Using a battery as such would mean National Grid ESO can plan the requirement of positive or negative reserve for specific times, and as such undercut the ‘positioning costs’ of CCGTs. To do so would provide dynamic reserve, and – Hadland argues – flip batteries duration weakness and turn it to a strength.
A cost-competitive CCGT alternative?
The trial – which has now undergone its second stage – has been hailed as a success by Arenko, delivering 1GWh in a week during its second stage. During a single morning, the battery provided 5.5 hours of power continuously from a 1-hour duration asset. Of this, 100% of the instructions sent to the batteries were dispatched currently, and autonomously.
Additionally it proved cost-effective across 106 hours out of 160 hours during normal market conditions, working out at the equivalent of £15/MWh.
With batteries already dominating the frequency markets, and the stability pathfinder, distributed black start, and reactive power tenders emerging in the UK this is “truly an exciting time for batteries” finished Hadland.
“What we need now is a level playing field and a clear price signal to help stimulate the much-anticipated investment in batteries, really scale the industry and offer further benefits to the ESO and consumers in the future.

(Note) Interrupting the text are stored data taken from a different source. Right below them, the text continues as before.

use anyhow::{Context, Result};
use serde::Deserialize;
use std::path::{Path, PathBuf};
use std::str::FromStr;
use std::time::Duration;
use url::Url;

use crate::crawl::RetryPolicy;
use crate::graph::store::canonical_key;
use crate::graph::EntityKind;

/// Main configuration structure
#[derive(Debug, Clone, Deserialize)]
pub struct Config {
    pub crawler: CrawlerConfig,
    #[serde(default)]
    pub source: SourceConfig,
    #[serde(default)]
    pub seeds: SeedsConfig,
    #[serde(default)]
    pub retry: RetryConfig,
    #[serde(default)]
    pub workers: WorkersConfig,
}

/// Store location and logging
#[derive(Debug, Clone, Deserialize)]
pub struct CrawlerConfig {
    pub db_path: PathBuf,
    #[serde(default = "default_migrations_dir")]
    pub migrations_dir: PathBuf,
    #[serde(default = "default_log_level")]
    pub log_level: String,
}

/// Remote document source
#[derive(Debug, Clone, Deserialize)]
pub struct SourceConfig {
    #[serde(default = "default_base_url")]
    pub base_url: String,
    #[serde(default = "default_timeout_secs")]
    pub timeout_secs: u64,
    #[serde(default = "default_user_agent")]
    pub user_agent: String,
}

impl Default for SourceConfig {
    fn default() -> Self {
        Self {
            base_url: default_base_url(),
            timeout_secs: default_timeout_secs(),
            user_agent: default_user_agent(),
        }
    }
}

/// Root set fetched unconditionally before draining
#[derive(Debug, Clone, Deserialize)]
pub struct SeedsConfig {
    #[serde(default = "default_seed_kind")]
    pub kind: String,
    #[serde(default = "default_seed_keys")]
    pub keys: Vec<String>,
}

impl Default for SeedsConfig {
    fn default() -> Self {
        Self {
            kind: default_seed_kind(),
            keys: default_seed_keys(),
        }
    }
}

/// Fetch retry and store retry budgets
#[derive(Debug, Clone, Deserialize)]
pub struct RetryConfig {
    #[serde(default = "default_max_attempts")]
    pub max_attempts: u32,
    #[serde(default = "default_initial_backoff_ms")]
    pub initial_backoff_ms: u64,
    #[serde(default = "default_max_backoff_ms")]
    pub max_backoff_ms: u64,
    #[serde(default = "default_store_retries")]
    pub store_retries: u32,
}

impl Default for RetryConfig {
    fn default() -> Self {
        Self {
            max_attempts: default_max_attempts(),
            initial_backoff_ms: default_initial_backoff_ms(),
            max_backoff_ms: default_max_backoff_ms(),
            store_retries: default_store_retries(),
        }
    }
}

/// Drain worker pool
#[derive(Debug, Clone, Deserialize)]
pub struct WorkersConfig {
    #[serde(default = "default_worker_count")]
    pub count: usize,
    #[serde(default = "default_idle_poll_ms")]
    pub idle_poll_ms: u64,
}

impl Default for WorkersConfig {
    fn default() -> Self {
        Self {
            count: default_worker_count(),
            idle_poll_ms: default_idle_poll_ms(),
        }
    }
}

fn default_migrations_dir() -> PathBuf {
    PathBuf::from("migrations")
}

fn default_log_level() -> String {
    "info".to_string()
}

fn default_base_url() -> String {
    "https://swapi.dev/api/".to_string()
}

fn default_timeout_secs() -> u64 {
    30
}

fn default_user_agent() -> String {
    format!("swgraph/{}", env!("CARGO_PKG_VERSION"))
}

fn default_seed_kind() -> String {
    "Film".to_string()
}

fn default_seed_keys() -> Vec<String> {
    (1..=7).map(|id| format!("films/{}", id)).collect()
}

fn default_max_attempts() -> u32 {
    3
}

fn default_initial_backoff_ms() -> u64 {
    500
}

fn default_max_backoff_ms() -> u64 {
    8_000
}

fn default_store_retries() -> u32 {
    3
}

fn default_worker_count() -> usize {
    1
}

fn default_idle_poll_ms() -> u64 {
    200
}

impl Config {
    /// Load configuration from file
    ///
    /// Loads environment variables from .env file (if present) before loading config.
    /// Looks for config file in this order:
    /// 1. Path specified in SWGRAPH_CONFIG environment variable
    /// 2. ./config.toml in current directory
    pub fn load() -> Result<Self> {
        // .env is optional
        let _ = dotenv::dotenv();

        let config_path = std::env::var("SWGRAPH_CONFIG")
            .map(PathBuf::from)
            .unwrap_or_else(|_| PathBuf::from("config.toml"));

        Self::from_file(&config_path)
    }

    /// Parse and validate a specific config file
    pub fn from_file(config_path: &Path) -> Result<Self> {
        let config_str = std::fs::read_to_string(config_path)
            .with_context(|| format!("Failed to read config file: {}", config_path.display()))?;

        let config: Config = toml::from_str(&config_str)
            .with_context(|| format!("Failed to parse {}", config_path.display()))?;

        config.validate()?;

        Ok(config)
    }

    /// Validate configuration values
    fn validate(&self) -> Result<()> {
        let base = Url::parse(&self.source.base_url).with_context(|| {
            format!("source.base_url is not a valid URL: {}", self.source.base_url)
        })?;
        if base.cannot_be_a_base() {
            anyhow::bail!("source.base_url cannot be used as a base URL: {}", base);
        }

        if self.source.timeout_secs == 0 {
            anyhow::bail!("source.timeout_secs must be greater than 0");
        }

        let seed_kind = EntityKind::from_str(&self.seeds.kind)
            .with_context(|| format!("seeds.kind is not a known entity kind: {}", self.seeds.kind))?;
        if seed_kind.is_tag() {
            anyhow::bail!("seeds.kind must be a fetchable kind, not the tag kind {}", seed_kind);
        }

        if self.seeds.keys.iter().any(|k| k.trim().is_empty()) {
            anyhow::bail!("seeds.keys must not contain blank keys");
        }

        if self.retry.max_attempts == 0 {
            anyhow::bail!("retry.max_attempts must be greater than 0");
        }

        if self.retry.initial_backoff_ms > self.retry.max_backoff_ms {
            anyhow::bail!("retry.initial_backoff_ms must not exceed retry.max_backoff_ms");
        }

        if self.workers.count == 0 {
            anyhow::bail!("workers.count must be greater than 0");
        }

        Ok(())
    }

    /// Get database path
    pub fn db_path(&self) -> &Path {
        &self.crawler.db_path
    }

    /// Get migrations directory
    pub fn migrations_dir(&self) -> &Path {
        &self.crawler.migrations_dir
    }

    /// Seed kind, already checked by `validate`
    pub fn seed_kind(&self) -> crate::Result<EntityKind> {
        EntityKind::from_str(&self.seeds.kind)
    }

    /// Seed keys as absolute URLs under `source.base_url`, in the canonical form
    /// the API uses for `url` fields, so seeds and discovered references agree.
    pub fn seed_keys(&self) -> Result<Vec<String>> {
        let mut base = Url::parse(&self.source.base_url)
            .with_context(|| format!("source.base_url is not a valid URL: {}", self.source.base_url))?;
        if !base.path().ends_with('/') {
            let path = format!("{}/", base.path());
            base.set_path(&path);
        }

        self.seeds
            .keys
            .iter()
            .map(|key| {
                let key = key.trim();
                let url = if key.starts_with("http://") || key.starts_with("https://") {
                    Url::parse(key)
                } else {
                    base.join(key.trim_start_matches('/'))
                }
                .with_context(|| format!("cannot resolve seed key {}", key))?;
                canonical_key(url.as_str()).with_context(|| format!("blank seed key {}", key))
            })
            .collect()
    }

    /// Fetch retry policy derived from `[retry]`
    pub fn retry_policy(&self) -> RetryPolicy {
        RetryPolicy {
            max_attempts: self.retry.max_attempts,
            initial_backoff: Duration::from_millis(self.retry.initial_backoff_ms),
            max_backoff: Duration::from_millis(self.retry.max_backoff_ms),
            store_retries: self.retry.store_retries,
        }
    }

    pub fn idle_poll(&self) -> Duration {
        Duration::from_millis(self.workers.idle_poll_ms)
    }
}

#[cfg(test)]
mod tests {
    use super::*;
    use std::fs;
    use std::sync::Mutex;
    use tempfile::TempDir;

    /// Serialize config tests that mutate process-wide env so they don't race.
    static CONFIG_TEST_LOCK: Mutex<()> = Mutex::new(());

    const MINIMAL: &str = r#"
[crawler]
db_path = "./swgraph.db"
"#;

    fn write_config(temp_dir: &TempDir, content: &str) -> PathBuf {
        let path = temp_dir.path().join("config.toml");
        fs::write(&path, content).unwrap();
        path
    }

    #[test]
    fn test_minimal_config_uses_defaults() {
        let temp_dir = TempDir::new().unwrap();
        let path = write_config(&temp_dir, MINIMAL);
        let config = Config::from_file(&path).unwrap();

        assert_eq!(config.crawler.log_level, "info");
        assert_eq!(config.migrations_dir(), Path::new("migrations"));
        assert_eq!(config.source.base_url, "https://swapi.dev/api/");
        assert_eq!(config.seed_kind().unwrap(), EntityKind::Film);
        assert_eq!(config.seeds.keys.len(), 7);
        assert_eq!(config.seeds.keys[0], "films/1");
        assert_eq!(config.seeds.keys[6], "films/7");
        assert_eq!(config.retry.max_attempts, 3);
        assert_eq!(config.workers.count, 1);
    }

    #[test]
    fn test_full_config() {
        let temp_dir = TempDir::new().unwrap();
        let path = write_config(
            &temp_dir,
            r#"
[crawler]
db_path = "./graph.db"
migrations_dir = "./sql"
log_level = "debug"

[source]
base_url = "http://localhost:9000/api/"
timeout_secs = 5
user_agent = "test-agent"

[seeds]
kind = "Person"
keys = ["people/1", "people/2"]

[retry]
max_attempts = 5
initial_backoff_ms = 10
max_backoff_ms = 100
store_retries = 1

[workers]
count = 4
idle_poll_ms = 20
"#,
        );
        let config = Config::from_file(&path).unwrap();

        assert_eq!(config.seed_kind().unwrap(), EntityKind::Person);
        assert_eq!(config.seeds.keys, vec!["people/1", "people/2"]);
        let policy = config.retry_policy();
        assert_eq!(policy.max_attempts, 5);
        assert_eq!(policy.initial_backoff, Duration::from_millis(10));
        assert_eq!(policy.max_backoff, Duration::from_millis(100));
        assert_eq!(config.workers.count, 4);
        assert_eq!(config.idle_poll(), Duration::from_millis(20));
    }

    #[test]
    fn test_seed_keys_resolve_against_base() {
        let temp_dir = TempDir::new().unwrap();
        let path = write_config(
            &temp_dir,
            r#"
[crawler]
db_path = "./swgraph.db"

[source]
base_url = "https://swapi.dev/api"

[seeds]
keys = ["films/1/", "/people/2", "https://mirror.local/api/planets/3/"]
"#,
        );
        let config = Config::from_file(&path).unwrap();
        assert_eq!(
            config.seed_keys().unwrap(),
            vec![
                "https://swapi.dev/api/films/1",
                "https://swapi.dev/api/people/2",
                "https://mirror.local/api/planets/3",
            ]
        );
    }

    #[test]
    fn test_rejects_tag_seed_kind() {
        let temp_dir = TempDir::new().unwrap();
        let path = write_config(
            &temp_dir,
            &format!("{}\n[seeds]\nkind = \"Director\"\n", MINIMAL),
        );
        let err = Config::from_file(&path).unwrap_err();
        assert!(err.to_string().contains("tag kind"));
    }

    #[test]
    fn test_rejects_unknown_seed_kind() {
        let temp_dir = TempDir::new().unwrap();
        let path = write_config(&temp_dir, &format!("{}\n[seeds]\nkind = \"Droid\"\n", MINIMAL));
        assert!(Config::from_file(&path).is_err());
    }

    #[test]
    fn test_rejects_zero_attempts_and_workers() {
        let temp_dir = TempDir::new().unwrap();
        let path = write_config(&temp_dir, &format!("{}\n[retry]\nmax_attempts = 0\n", MINIMAL));
        assert!(Config::from_file(&path).is_err());

        let path = write_config(&temp_dir, &format!("{}\n[workers]\ncount = 0\n", MINIMAL));
        assert!(Config::from_file(&path).is_err());
    }

    #[test]
    fn test_rejects_bad_base_url() {
        let temp_dir = TempDir::new().unwrap();
        let path = write_config(
            &temp_dir,
            &format!("{}\n[source]\nbase_url = \"not a url\"\n", MINIMAL),
        );
        let err = Config::from_file(&path).unwrap_err();
        assert!(err.to_string().contains("base_url"));
    }

    #[test]
    fn test_load_honours_env_path() {
        let _lock = CONFIG_TEST_LOCK.lock().unwrap();
        let temp_dir = TempDir::new().unwrap();
        let path = write_config(&temp_dir, MINIMAL);
        let original = std::env::var("SWGRAPH_CONFIG").ok();
        std::env::set_var("SWGRAPH_CONFIG", &path);
        let config = Config::load();
        std::env::remove_var("SWGRAPH_CONFIG");
        if let Some(v) = original {
            std::env::set_var("SWGRAPH_CONFIG", v);
        }
        assert!(config.is_ok(), "Config::load() failed: {:?}", config.err());
    }

    #[test]
    fn test_config_invalid_path() {
        let _lock = CONFIG_TEST_LOCK.lock().unwrap();
        let original = std::env::var("SWGRAPH_CONFIG").ok();
        std::env::set_var("SWGRAPH_CONFIG", "nonexistent.toml");
        let config = Config::load();
        assert!(config.is_err());
        std::env::remove_var("SWGRAPH_CONFIG");
        if let Some(v) = original {
            std::env::set_var("SWGRAPH_CONFIG", v);
        }
    }
}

“Initially, paying for and accessing reserve from batteries will provide a much more flexible and cost effective tool for the ESO to manage this increasing volatility. This trial is helping to open up the reserve market to increased competition. This will help batteries, especially longer duration batteries, to truly compete with CCGT commitments in the mid-merit of the electricity market.”
A third part of Arenko’s work with National Grid will start in September, bringing together more asset owners or software providers to test the scale of the technology.